Estefanía de Mónaco celebra 61 años con una vida plena y sin planes de retiro

Estefanía de Mónaco celebra 61 años enfocada en ser madre y filántropa sin planes inmediatos para jubilarse.

febrero 2, 2026

Rosa Ballester

Un legado familiar

Estefanía de Mónaco, la hija menor del príncipe Rainiero III y Grace Kelly, ha sido siempre un personaje fascinante. Desde su infancia, donde desafiaba a los fotógrafos, hasta su juventud como una rebelde que grabó un disco pop y tuvo tres hijos con sus guardaespaldas, su vida ha estado llena de sorpresas. Ahora, al cumplir 61 años, se presenta como una madre dedicada, abuela orgullosa y comprometida con causas sociales. A pesar de esto, no tiene intenciones de retirarse por el momento.

En una reciente entrevista con la revista Gala, la princesa Estefanía abordó los rumores sobre su posible retirada de la vida pública. Esto ocurrió poco después de recibir el título de Comandante de la Orden del Mérito Cultural, un honor otorgado por su hermana Carolina en el Palacio del Príncipe.
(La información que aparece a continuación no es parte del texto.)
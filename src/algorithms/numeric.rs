//! Numerical approximations of integrals over a closed interval `[a, b]`.
//!
//! Every function splits the interval into `steps` slices of equal width and evaluates `f` at the
//! left edge of each slice. Larger step counts are more accurate, at a linear cost in time.
//! A step count of zero always produces `0.0`.

use std::f64::consts::PI;

/// A step count that gives accurate results for smooth functions over short intervals.
pub const DEFAULT_STEPS: u32 = 10_000_000;

/// Approximates the definite integral of `f` over `[a, b]` with a left Riemann sum.
///
/// # Examples
/// ```
/// # use basic_structures::algorithms::numeric::integral_approx;
/// let area = integral_approx(|x| x * x, 0.0, 3.0, 100_000);
/// assert!((area - 9.0).abs() < 1e-3);
/// ```
pub fn integral_approx<F: Fn(f64) -> f64>(f: F, a: f64, b: f64, steps: u32) -> f64 {
    riemann_sum(a, b, steps, |x, width| f(x) * width)
}

/// Approximates the volume of the solid formed by rotating `f` around the x axis over `[a, b]`,
/// by summing discs of radius `f(x)`.
pub fn volume_of_revolution<F: Fn(f64) -> f64>(f: F, a: f64, b: f64, steps: u32) -> f64 {
    riemann_sum(a, b, steps, |x, width| PI * f(x).powi(2) * width)
}

/// Approximates the length of the curve `f` over `[a, b]`, by summing the straight line segments
/// between consecutive sample points.
pub fn arc_length<F: Fn(f64) -> f64>(f: F, a: f64, b: f64, steps: u32) -> f64 {
    riemann_sum(a, b, steps, |x, width| width.hypot(f(x + width) - f(x)))
}

fn riemann_sum<F: Fn(f64, f64) -> f64>(a: f64, b: f64, steps: u32, slice: F) -> f64 {
    if steps == 0 {
        return 0.0;
    }

    let width = (b - a) / f64::from(steps);
    // Each sample point is computed from its index so that rounding errors don't accumulate.
    (0..steps)
        .map(|i| slice(a + width * f64::from(i), width))
        .sum()
}
use std::fmt::{self, Debug, Display, Formatter};
use std::ops::{Index, IndexMut};

use crate::collections::contiguous::Vector;
use crate::util::error::{
    CapacityOverflow, DimensionMismatch, IndexOutOfBounds, LengthMismatch, MatrixError,
};
use crate::util::result::ResultExtension;

/// A dense, row-major matrix of [`f32`] values.
///
/// The element at `(row, col)` is stored at `row * n_cols + col` in a single [`Vector`], so each
/// row is contiguous in memory. Element-wise operations require both dimensions of their operands
/// to match, while the matrix product only requires the columns of the left hand side to match the
/// rows of the right hand side.
///
/// Each fallible operation comes in two forms: a `try_*` method that returns an error, and either
/// an operator or an un-prefixed method that panics instead.
///
/// # Examples
/// ```
/// # use basic_structures::collections::matrix::Matrix;
/// let a = Matrix::from_rows(&[[1.0, 2.0], [3.0, 4.0]]).unwrap();
/// let b = Matrix::eye(2);
///
/// assert_eq!(&a * &b, a);
/// assert_eq!(a[(1, 0)], 3.0);
/// assert_eq!(a.transpose()[(1, 0)], 2.0);
/// ```
#[derive(Default, Clone, PartialEq)]
pub struct Matrix {
    pub(crate) data: Vector<f32>,
    pub(crate) rows: usize,
    pub(crate) cols: usize,
}

impl Matrix {
    /// Creates a matrix of the given shape with every element set to `0.0`.
    ///
    /// # Panics
    /// Panics if `rows * cols` overflows, or the allocation would exceed [`isize::MAX`] bytes.
    pub fn zeros(rows: usize, cols: usize) -> Matrix {
        Matrix {
            data: Vector::repeat(0.0, element_count(rows, cols)),
            rows,
            cols,
        }
    }

    /// Creates a single row matrix (`1 x values.len()`) from `values`.
    pub fn from_row(values: &[f32]) -> Matrix {
        Matrix {
            data: Vector::from_fn(values.len(), |i| values[i]),
            rows: 1,
            cols: values.len(),
        }
    }

    /// Creates a matrix from a list of rows. The number of columns is taken from the first row.
    ///
    /// # Errors
    /// Returns a [`MatrixError::DimensionMismatch`] if any row differs in length from the first.
    ///
    /// # Examples
    /// ```
    /// # use basic_structures::collections::matrix::Matrix;
    /// let mat = Matrix::from_rows(&[vec![1.0, 2.0, 3.0], vec![4.0, 5.0, 6.0]]).unwrap();
    /// assert_eq!((mat.n_rows(), mat.n_cols()), (2, 3));
    ///
    /// assert!(Matrix::from_rows(&[vec![1.0], vec![2.0, 3.0]]).unwrap_err().is_dimension_mismatch());
    /// ```
    pub fn from_rows<R: AsRef<[f32]>>(rows: &[R]) -> Result<Matrix, MatrixError> {
        let cols = rows.first().map_or(0, |row| row.as_ref().len());
        let mut data = Vector::with_cap(element_count(rows.len(), cols));

        for row in rows {
            let row = row.as_ref();
            if row.len() != cols {
                return Err(DimensionMismatch {
                    lhs: (1, cols),
                    rhs: (1, row.len()),
                }
                .into());
            }
            data.extend_from_slice(row);
        }

        Ok(Matrix {
            data,
            rows: rows.len(),
            cols,
        })
    }

    /// Creates a matrix by calling `f` with the row-major index of each element, in order.
    pub fn from_fn<F: FnMut(usize) -> f32>(rows: usize, cols: usize, f: F) -> Matrix {
        Matrix {
            data: Vector::from_fn(element_count(rows, cols), f),
            rows,
            cols,
        }
    }

    /// Creates a matrix by copying `values`, which are interpreted in row-major order.
    ///
    /// # Errors
    /// Returns a [`MatrixError::LengthMismatch`] if `values` doesn't contain exactly
    /// `rows * cols` elements.
    pub fn from_slice(values: &[f32], rows: usize, cols: usize) -> Result<Matrix, MatrixError> {
        let expected = element_count(rows, cols);
        if values.len() != expected {
            return Err(LengthMismatch {
                expected,
                actual: values.len(),
            }
            .into());
        }

        Ok(Matrix::from_fn(rows, cols, |i| values[i]))
    }

    /// Creates an identity matrix of size `n x n`.
    pub fn eye(n: usize) -> Matrix {
        let mut mat = Matrix::zeros(n, n);
        for i in 0..n {
            mat[(i, i)] = 1.0;
        }
        mat
    }

    /// Creates a matrix of the given shape where the only non-zero entry is a `1.0` at
    /// `(row, col)`.
    ///
    /// # Panics
    /// Panics if `(row, col)` lies outside of the matrix.
    pub fn unit(rows: usize, cols: usize, row: usize, col: usize) -> Matrix {
        Matrix::unit_scaled(rows, cols, row, col, 1.0)
    }

    /// Creates a matrix like [`Matrix::unit`], with the single entry set to `alpha` instead.
    ///
    /// # Panics
    /// Panics if `(row, col)` lies outside of the matrix.
    pub fn unit_scaled(rows: usize, cols: usize, row: usize, col: usize, alpha: f32) -> Matrix {
        let mut mat = Matrix::zeros(rows, cols);
        mat[(row, col)] = alpha;
        mat
    }

    pub const fn n_rows(&self) -> usize {
        self.rows
    }

    pub const fn n_cols(&self) -> usize {
        self.cols
    }

    /// Returns the shape of the matrix as `(rows, cols)`.
    pub const fn shape(&self) -> (usize, usize) {
        (self.rows, self.cols)
    }

    /// Returns the elements of the matrix as a single row-major slice.
    pub fn as_slice(&self) -> &[f32] {
        &self.data
    }

    pub fn as_mut_slice(&mut self) -> &mut [f32] {
        &mut self.data
    }

    /// Returns a reference to the element at `(row, col)`, or an error if either coordinate is
    /// out of bounds.
    pub fn try_at(&self, row: usize, col: usize) -> Result<&f32, IndexOutOfBounds> {
        let index = self.flat_index(row, col)?;
        Ok(&self.data[index])
    }

    pub fn try_at_mut(&mut self, row: usize, col: usize) -> Result<&mut f32, IndexOutOfBounds> {
        let index = self.flat_index(row, col)?;
        Ok(&mut self.data[index])
    }

    /// Returns a new matrix whose rows are the columns of self.
    pub fn transpose(&self) -> Matrix {
        let mut res = Matrix::zeros(self.cols, self.rows);
        for row in 0..self.rows {
            for col in 0..self.cols {
                res.data[col * self.rows + row] = self.data[row * self.cols + col];
            }
        }
        res
    }

    /// Replaces every value in `row` with the result of `f(col, value)`.
    ///
    /// # Panics
    /// Panics if `row` is out of bounds.
    pub fn row_op<F: FnMut(usize, f32) -> f32>(&mut self, row: usize, mut f: F) {
        self.check_row(row).throw();
        for col in 0..self.cols {
            let value = &mut self.data[row * self.cols + col];
            *value = f(col, *value);
        }
    }

    /// Replaces every value in `col` with the result of `f(row, value)`.
    ///
    /// # Panics
    /// Panics if `col` is out of bounds.
    pub fn col_op<F: FnMut(usize, f32) -> f32>(&mut self, col: usize, mut f: F) {
        self.check_col(col).throw();
        for row in 0..self.rows {
            let value = &mut self.data[row * self.cols + col];
            *value = f(row, *value);
        }
    }

    /// Replaces every value in the matrix with the result of `f(value)`, in place.
    pub fn map<F: FnMut(f32) -> f32>(&mut self, mut f: F) {
        for value in self.data.iter_mut() {
            *value = f(*value);
        }
    }

    /// Returns a `rows x 1` matrix holding the sum of each row.
    pub fn sum_rows(&self) -> Matrix {
        Matrix::from_fn(self.rows, 1, |row| self.row_slice(row).iter().sum())
    }

    /// Returns a `1 x cols` matrix holding the sum of each column.
    pub fn sum_cols(&self) -> Matrix {
        Matrix::from_fn(1, self.cols, |col| {
            (0..self.rows).map(|row| self.data[row * self.cols + col]).sum()
        })
    }

    /// Copies `row` into a new `1 x cols` matrix.
    ///
    /// # Panics
    /// Panics if `row` is out of bounds.
    pub fn split_row(&self, row: usize) -> Matrix {
        self.check_row(row).throw();
        Matrix::from_row(self.row_slice(row))
    }

    /// Copies `row` into a new [`Vector`].
    ///
    /// # Panics
    /// Panics if `row` is out of bounds.
    pub fn row(&self, row: usize) -> Vector<f32> {
        self.check_row(row).throw();
        let values = self.row_slice(row);
        Vector::from_fn(values.len(), |i| values[i])
    }

    /// Copies `col` into a new [`Vector`].
    ///
    /// # Panics
    /// Panics if `col` is out of bounds.
    pub fn col(&self, col: usize) -> Vector<f32> {
        self.check_col(col).throw();
        Vector::from_fn(self.rows, |row| self.data[row * self.cols + col])
    }

    /// Takes the dot product of each row of the matrix with `values`, returning the results as a
    /// [`Vector`] with one element per row.
    ///
    /// # Panics
    /// Panics if the length of `values` doesn't equal the number of columns.
    ///
    /// # Examples
    /// ```
    /// # use basic_structures::collections::matrix::Matrix;
    /// let mat = Matrix::from_rows(&[[1.0, 2.0], [3.0, 4.0]]).unwrap();
    /// assert_eq!(&*mat.dot(&[1.0, 1.0]), &[3.0, 7.0]);
    /// ```
    pub fn dot(&self, values: &[f32]) -> Vector<f32> {
        self.try_dot(values).throw()
    }

    /// Like [`Matrix::dot`], but returns an error rather than panicking on a length mismatch.
    pub fn try_dot(&self, values: &[f32]) -> Result<Vector<f32>, LengthMismatch> {
        if values.len() != self.cols {
            return Err(LengthMismatch {
                expected: self.cols,
                actual: values.len(),
            });
        }

        Ok(Vector::from_fn(self.rows, |row| {
            self.row_slice(row)
                .iter()
                .zip(values)
                .map(|(lhs, rhs)| lhs * rhs)
                .sum::<f32>()
        }))
    }
}

impl Matrix {
    pub(crate) fn check_dims(&self, other: &Matrix) -> Result<(), DimensionMismatch> {
        if self.shape() == other.shape() {
            Ok(())
        } else {
            Err(DimensionMismatch {
                lhs: self.shape(),
                rhs: other.shape(),
            })
        }
    }

    pub(crate) fn row_slice(&self, row: usize) -> &[f32] {
        &self.data[row * self.cols..(row + 1) * self.cols]
    }

    fn check_row(&self, row: usize) -> Result<(), IndexOutOfBounds> {
        if row < self.rows {
            Ok(())
        } else {
            Err(IndexOutOfBounds::unsigned(row, self.rows))
        }
    }

    fn check_col(&self, col: usize) -> Result<(), IndexOutOfBounds> {
        if col < self.cols {
            Ok(())
        } else {
            Err(IndexOutOfBounds::unsigned(col, self.cols))
        }
    }

    fn flat_index(&self, row: usize, col: usize) -> Result<usize, IndexOutOfBounds> {
        self.check_row(row)?;
        self.check_col(col)?;
        Ok(row * self.cols + col)
    }
}

fn element_count(rows: usize, cols: usize) -> usize {
    rows.checked_mul(cols).ok_or(CapacityOverflow).throw()
}

impl Index<(usize, usize)> for Matrix {
    type Output = f32;

    fn index(&self, (row, col): (usize, usize)) -> &Self::Output {
        self.try_at(row, col).throw()
    }
}

impl IndexMut<(usize, usize)> for Matrix {
    fn index_mut(&mut self, (row, col): (usize, usize)) -> &mut Self::Output {
        self.try_at_mut(row, col).throw()
    }
}

impl Debug for Matrix {
    fn fmt(&self, f: &mut Formatter<'_>) -> fmt::Result {
        f.debug_struct("Matrix")
            .field("rows", &self.rows)
            .field("cols", &self.cols)
            .field("data", &self.as_slice())
            .finish()
    }
}

impl Display for Matrix {
    /// Formats each row as `[a, b, c]` followed by a newline. A matrix with no rows or columns is
    /// formatted as `[]`.
    fn fmt(&self, f: &mut Formatter<'_>) -> fmt::Result {
        if self.rows == 0 || self.cols == 0 {
            return write!(f, "[]");
        }

        for row in 0..self.rows {
            write!(f, "[")?;
            for (col, value) in self.row_slice(row).iter().enumerate() {
                if col > 0 {
                    write!(f, ", ")?;
                }
                Display::fmt(value, f)?;
            }
            writeln!(f, "]")?;
        }
        Ok(())
    }
}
Aunque anteriormente había mencionado que había «dado suficiente», ahora aclara: «Nunca dije que me jubilaba». Aunque desea disfrutar plenamente de su rol como madre y abuela, sigue decidida a luchar por las causas que le apasionan.

«Siempre estaré presente en Fight Aids Monaco y en las batallas que estamos librando», afirmó a medios franceses. Desde que fundó esta asociación en 2004, Estefanía ha estado profundamente involucrada en la lucha contra el sida. «Utilizo mi fama para promover esta causa y combatir todas las formas de discriminación asociadas a la enfermedad». Sin embargo, reconoce que la fama tiene un precio: «Es complicado construir una vida bajo el escrutinio público».

A lo largo de los años, Estefanía ha sido objeto constante de atención mediática debido a sus relaciones amorosas poco convencionales. En lugar de optar por aristócratas o empresarios adinerados, se enamoró de guardaespaldas y artistas circenses. Su primer matrimonio fue con Daniel Ducruet, pero se separaron tras descubrirse infidelidades. Posteriormente tuvo relaciones con otros hombres encargados de su seguridad y finalmente contrajo matrimonio con Adans Peres, aunque este también terminó rápidamente.

A pesar del interés mediático en su vida personal, Estefanía intentó forjarse una carrera como cantante y diseñadora en los años 80. Su primer álbum fue un éxito moderado pero pronto dejó atrás esa faceta profesional para centrarse en otros aspectos personales.

A día de hoy, sin nuevos romances a la vista, Estefanía está completamente enfocada en ser filántropa y madre. Además disfruta del rol reciente como abuela de las dos hijas de Louis y Marie Ducruet: Victoire (2023) y Constance (2024). En su entrevista expresó sentirse «increíblemente afortunada» por esta nueva etapa: «Estoy muy feliz por ellos y también por mí misma como abuela; es una hermosa aventura».

A pesar del drama familiar que rodea a Alberto y Charlène de Mónaco o las tensiones entre su hermana Carolina y Charlène, Estefanía reafirma su compromiso altruista: «Vivimos en un mundo egocéntrico; ayudar se ha convertido en mi motor vital». Sin arrepentimientos sobre sus decisiones pasadas, concluye: No cambiaría nada de mi vida, porque todo lo vivido me ha hecho quien soy hoy.